The festival highlighted lead actress Furhan’s “fierce performance” and Hadaway’s “bold direction” creating “a visceral window into a ruthless world.”
“An elegant cinematography and a seductive soundtrack complete the experience, evoking the romance and the danger of falling in love; the attraction, the drama and its consequences,” noted the festival organizers, adding that Hadaway’s debut, based on her experience personal as a competitive college t-shirt, “heralds a bold new voice in LGTBI narrative.”
The best actor award went to Matthew Leone for his portrayal of a New York con man in the feature film “God’s Waiting Room,” directed by Tyler Riggs.
As the best script, the jury chose the comedy “Mark, Mary, and Some Other People”, written and directed by Lauren Hadaway, which tells the story of a young couple who decide to explore the paths of an open romantic relationship.
In the documentary feature section, the winning film was “Ascension”, directed by Jessica Kingdom and exploring “the Chinese dream”, “the identity of contemporary China in relation to its vision of consumerism, innovation and social position” .
“The curious and observant lens of the film offers a hypnotic quality to its images and immerses the viewer in the stark differences between social classes and how the struggle of the working class is exposed when trying to realize the Chinese dream,” they comment the festival organizers about the tape.
Kingdom was also honored as the Best New Director award.
In this category, the documentaries “The Kids”, for their editing, and “All Three Sons”, for the photography, were also awarded.
BEST FOREIGN FILM
In the International Narrative section, “Brighton 4th”, which tells the story of a Georgian wrestler who travels to Brooklyn (New York) to help his brother with a gambling debt, won the best foreign fiction feature film.
The film, “a story of survival interpreted with sensitivity and with equal doses of frivolity and seriousness”, is the result of a Russian-Georgian co-production, is directed by Levan Koguashvili and starring Levan Tediashvili, who in real life competed as a wrestler in the Olympic Games.
Tediashvil also won the award for best foreign actor for his performance in “Brighton 4th”, whose screenplay, created by Boris Frumin, was chosen as the best international screenplay.
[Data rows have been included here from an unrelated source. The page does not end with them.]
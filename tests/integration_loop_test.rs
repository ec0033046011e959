//! Integration tests for the dual-camera session.
//!
//! Runs two `IntegrationLoop`s concurrently against one shared
//! accumulator, the way the rig runs them, and checks the pixel-exact
//! accumulation contract, the owner-reset protocol, and the
//! partial-result semantics of early exits.

use dualcam_daq::acquisition::{
    AccumulatorRole, Correction, IntegrationLoop, QuadrantLut, SharedAccumulator, StopReason,
    QUADRANTS,
};
use dualcam_daq::hardware::{Frame, MockFrameSource, WaitOutcome};
use std::sync::Arc;

const SAMPLES: usize = 16;

fn dual_loops(
    cam0: Arc<MockFrameSource>,
    cam1: Arc<MockFrameSource>,
    accumulator: &Arc<SharedAccumulator>,
    num_integrations: u32,
) -> (
    IntegrationLoop<MockFrameSource>,
    IntegrationLoop<MockFrameSource>,
) {
    let loop0 = IntegrationLoop::new(
        "cam0",
        AccumulatorRole::Owner,
        cam0,
        Correction::Passthrough,
        Arc::clone(accumulator),
        num_integrations,
    );
    let loop1 = IntegrationLoop::new(
        "cam1",
        AccumulatorRole::Sibling,
        cam1,
        Correction::Passthrough,
        Arc::clone(accumulator),
        num_integrations,
    );
    (loop0, loop1)
}

#[tokio::test]
async fn two_cameras_sum_eight_frames_each_over_two_cycles() {
    // 2 cycles x 4 quadrant passes = 8 frames per camera.
    let cam0 = Arc::new(MockFrameSource::with_ready_frames("cam0", 8, |seq| {
        vec![seq as u16 + 1; SAMPLES]
    }));
    let cam1 = Arc::new(MockFrameSource::with_ready_frames("cam1", 8, |seq| {
        vec![(seq as u16 + 1) * 100; SAMPLES]
    }));
    let accumulator = Arc::new(SharedAccumulator::new(SAMPLES, 2));
    let (loop0, loop1) = dual_loops(Arc::clone(&cam0), Arc::clone(&cam1), &accumulator, 2);

    let (r0, r1) = tokio::join!(loop0.run_session(), loop1.run_session());

    assert!(r0.ran_to_completion());
    assert!(r1.ran_to_completion());
    assert_eq!(r0.cycles_completed, 2);
    assert_eq!(r1.cycles_completed, 2);

    // 1+2+..+8 from cam0 plus 100*(1+2+..+8) from cam1, at every position.
    let expected = 36 + 100 * 36;
    assert_eq!(accumulator.snapshot(), vec![expected; SAMPLES]);
    assert_eq!(cam0.release_count().await, 8);
    assert_eq!(cam1.release_count().await, 8);
}

#[tokio::test]
async fn abort_on_one_camera_leaves_the_sibling_running() {
    // cam0 aborts on the third pass of cycle 1; cam1 runs both cycles.
    let cam0 = Arc::new(MockFrameSource::new("cam0"));
    for seq in 0..2 {
        cam0.push_frame(Frame::filled(seq, SAMPLES, 1)).await;
    }
    cam0.push_outcome(WaitOutcome::Aborted).await;

    let cam1 = Arc::new(MockFrameSource::with_ready_frames("cam1", 8, |_| {
        vec![10u16; SAMPLES]
    }));
    let accumulator = Arc::new(SharedAccumulator::new(SAMPLES, 2));
    let (loop0, loop1) = dual_loops(Arc::clone(&cam0), Arc::clone(&cam1), &accumulator, 2);

    let (r0, r1) = tokio::join!(loop0.run_session(), loop1.run_session());

    assert_eq!(r0.stop_reason, Some(StopReason::Aborted));
    assert_eq!(r0.cycles_completed, 0);
    assert_eq!(r0.frames_accumulated, 2);

    assert!(r1.ran_to_completion());
    assert_eq!(r1.frames_accumulated, 8);

    // Frames 1-2 from cam0 (2 counts) plus all 8 frames from cam1.
    assert_eq!(accumulator.snapshot(), vec![2 + 80; SAMPLES]);
}

#[tokio::test]
async fn lut_correction_applies_the_quadrant_table_per_stream() {
    let offset_table =
        |offset: u16| -> Vec<u16> { (0..=u16::MAX).map(|v| v.wrapping_add(offset)).collect() };
    let lut = QuadrantLut::from_tables([
        offset_table(1),
        offset_table(2),
        offset_table(3),
        offset_table(4),
    ])
    .unwrap();

    let raw: Vec<u16> = (0..SAMPLES as u16).map(|i| i * 7).collect();
    let source = Arc::new(MockFrameSource::with_ready_frames("cam0", 4, {
        let raw = raw.clone();
        move |_| raw.clone()
    }));
    let accumulator = Arc::new(SharedAccumulator::new(SAMPLES, 1));
    let int_loop = IntegrationLoop::new(
        "cam0",
        AccumulatorRole::Owner,
        source,
        Correction::Lut(lut),
        Arc::clone(&accumulator),
        1,
    );

    let report = int_loop.run_session().await;
    assert!(report.ran_to_completion());

    // One cycle = 4 frames, each contributing lut_{i mod 4}[raw[i]].
    let expected: Vec<u64> = raw
        .iter()
        .enumerate()
        .map(|(i, &v)| 4 * u64::from(v + 1 + (i % QUADRANTS) as u16))
        .collect();
    assert_eq!(accumulator.snapshot(), expected);
}

#[tokio::test]
async fn identity_lut_matches_passthrough_sums() {
    let raw: Vec<u16> = (0..SAMPLES as u16).map(|i| i * 31 + 5).collect();

    let run = |correction: Correction, raw: Vec<u16>| async move {
        let source = Arc::new(MockFrameSource::with_ready_frames("cam", 12, {
            move |_| raw.clone()
        }));
        let accumulator = Arc::new(SharedAccumulator::new(SAMPLES, 1));
        let int_loop = IntegrationLoop::new(
            "cam",
            AccumulatorRole::Owner,
            source,
            correction,
            Arc::clone(&accumulator),
            3,
        );
        int_loop.run_session().await;
        accumulator.snapshot()
    };

    let with_lut = run(Correction::Lut(QuadrantLut::identity()), raw.clone()).await;
    let without = run(Correction::Passthrough, raw.clone()).await;

    assert_eq!(with_lut, without);
    let expected: Vec<u64> = raw.iter().map(|&v| 12 * u64::from(v)).collect();
    assert_eq!(with_lut, expected);
}

#[tokio::test]
async fn persistent_backlog_is_counted_on_both_cameras() {
    let cam0 = Arc::new(MockFrameSource::with_ready_frames("cam0", 8, |_| {
        vec![1u16; SAMPLES]
    }));
    let cam1 = Arc::new(MockFrameSource::with_ready_frames("cam1", 8, |_| {
        vec![1u16; SAMPLES]
    }));
    // Every pass reports five frames queued ahead of the loop.
    cam0.script_queued([5; 8]).await;
    cam1.script_queued([5; 8]).await;

    let accumulator = Arc::new(SharedAccumulator::new(SAMPLES, 2));
    let (loop0, loop1) = dual_loops(Arc::clone(&cam0), Arc::clone(&cam1), &accumulator, 2);

    let (r0, r1) = tokio::join!(loop0.run_session(), loop1.run_session());

    assert_eq!(r0.backlog_total, 40);
    assert_eq!(r1.backlog_total, 40);
    // Backlog is diagnostic only: sums are exactly the 16 frames.
    assert_eq!(accumulator.snapshot(), vec![16; SAMPLES]);
    assert!(r0.ran_to_completion());
    assert!(r1.ran_to_completion());
}

#[tokio::test]
async fn owner_reset_lands_before_any_sibling_add() {
    let accumulator = Arc::new(SharedAccumulator::new(SAMPLES, 2));
    // Stale sums from a previous session.
    accumulator.accumulate(&vec![7u16; SAMPLES], &Correction::Passthrough);

    let cam0 = Arc::new(MockFrameSource::with_ready_frames("cam0", 4, |_| {
        vec![1u16; SAMPLES]
    }));
    let cam1 = Arc::new(MockFrameSource::with_ready_frames("cam1", 4, |_| {
        vec![1u16; SAMPLES]
    }));
    let (loop0, loop1) = dual_loops(cam0, cam1, &accumulator, 1);

    let (r0, r1) = tokio::join!(loop0.run_session(), loop1.run_session());

    assert!(r0.ran_to_completion());
    assert!(r1.ran_to_completion());
    // The stale 7s are gone; only this session's 8 frames remain.
    assert_eq!(accumulator.snapshot(), vec![8; SAMPLES]);
}
//! Diagnostics infrastructure.
//!
//! Structured, async-aware logging built on `tracing` and
//! `tracing-subscriber`. Every event is routed to two sinks at once:
//!
//! - the operational console (stderr, ANSI-colored compact format)
//! - a persistent append-mode log file (plain text)
//!
//! so an operator watching the rig and a post-mortem reader of the log file
//! see the same backlog warnings and adverse-status reports. Filtering is
//! environment-based (`RUST_LOG`) with the configured level as the fallback.

use crate::config::Settings;
use crate::error::{AppResult, DaqError};
use std::fs::{self, OpenOptions};
use std::path::Path;
use std::sync::Mutex;
use tracing::Level;
use tracing_subscriber::{fmt, layer::SubscriberExt, util::SubscriberInitExt, EnvFilter};

/// Initialize diagnostics from loaded settings.
///
/// Reads the log level and log file path from [`Settings`] and installs a
/// global subscriber with both sinks attached.
pub fn init_from_settings(settings: &Settings) -> AppResult<()> {
    let level = parse_log_level(&settings.application.log_level)?;
    init(level, &settings.application.log_file)
}

/// Initialize diagnostics with an explicit level and log file path.
///
/// This function is idempotent - if a global subscriber is already installed
/// it returns Ok(()) without error, which makes it safe to call in tests.
pub fn init(level: Level, log_file: &Path) -> AppResult<()> {
    if let Some(parent) = log_file.parent() {
        if !parent.as_os_str().is_empty() {
            fs::create_dir_all(parent)?;
        }
    }
    let file = OpenOptions::new().create(true).append(true).open(log_file)?;

    let env_filter = EnvFilter::try_from_default_env()
        .unwrap_or_else(|_| EnvFilter::new(level_to_filter_string(level)));

    let console_layer = fmt::layer()
        .compact()
        .with_target(false)
        .with_writer(std::io::stderr);

    let file_layer = fmt::layer()
        .with_ansi(false)
        .with_target(false)
        .with_writer(Mutex::new(file));

    tracing_subscriber::registry()
        .with(env_filter)
        .with(console_layer)
        .with(file_layer)
        .try_init()
        .or_else(|e| {
            // A second init is expected in tests and multi-component setups.
            if e.to_string()
                .contains("a global default trace dispatcher has already been set")
            {
                Ok(())
            } else {
                Err(DaqError::Diagnostics(format!(
                    "Failed to initialize tracing: {e}"
                )))
            }
        })
}

/// Parse a log level string into a tracing [`Level`].
pub fn parse_log_level(level: &str) -> AppResult<Level> {
    match level.to_lowercase().as_str() {
        "trace" => Ok(Level::TRACE),
        "debug" => Ok(Level::DEBUG),
        "info" => Ok(Level::INFO),
        "warn" => Ok(Level::WARN),
        "error" => Ok(Level::ERROR),
        _ => Err(DaqError::Configuration(format!(
            "Invalid log level '{level}'. Must be one of: trace, debug, info, warn, error"
        ))),
    }
}

fn level_to_filter_string(level: Level) -> String {
    match level {
        Level::TRACE => "trace".to_string(),
        Level::DEBUG => "debug".to_string(),
        Level::INFO => "info".to_string(),
        Level::WARN => "warn".to_string(),
        Level::ERROR => "error".to_string(),
    }
}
The best actress award was shared by actresses Bassant Ahmed and Basmala Elghaiesh for their work in the Egyptian film “Souad”, directed by Ayten Amin and which immerses itself in the life of a university student from deep Egypt and her internal debate between expectations put into it by their traditional education in the bosom of a middle class family and their social relationships through the internet.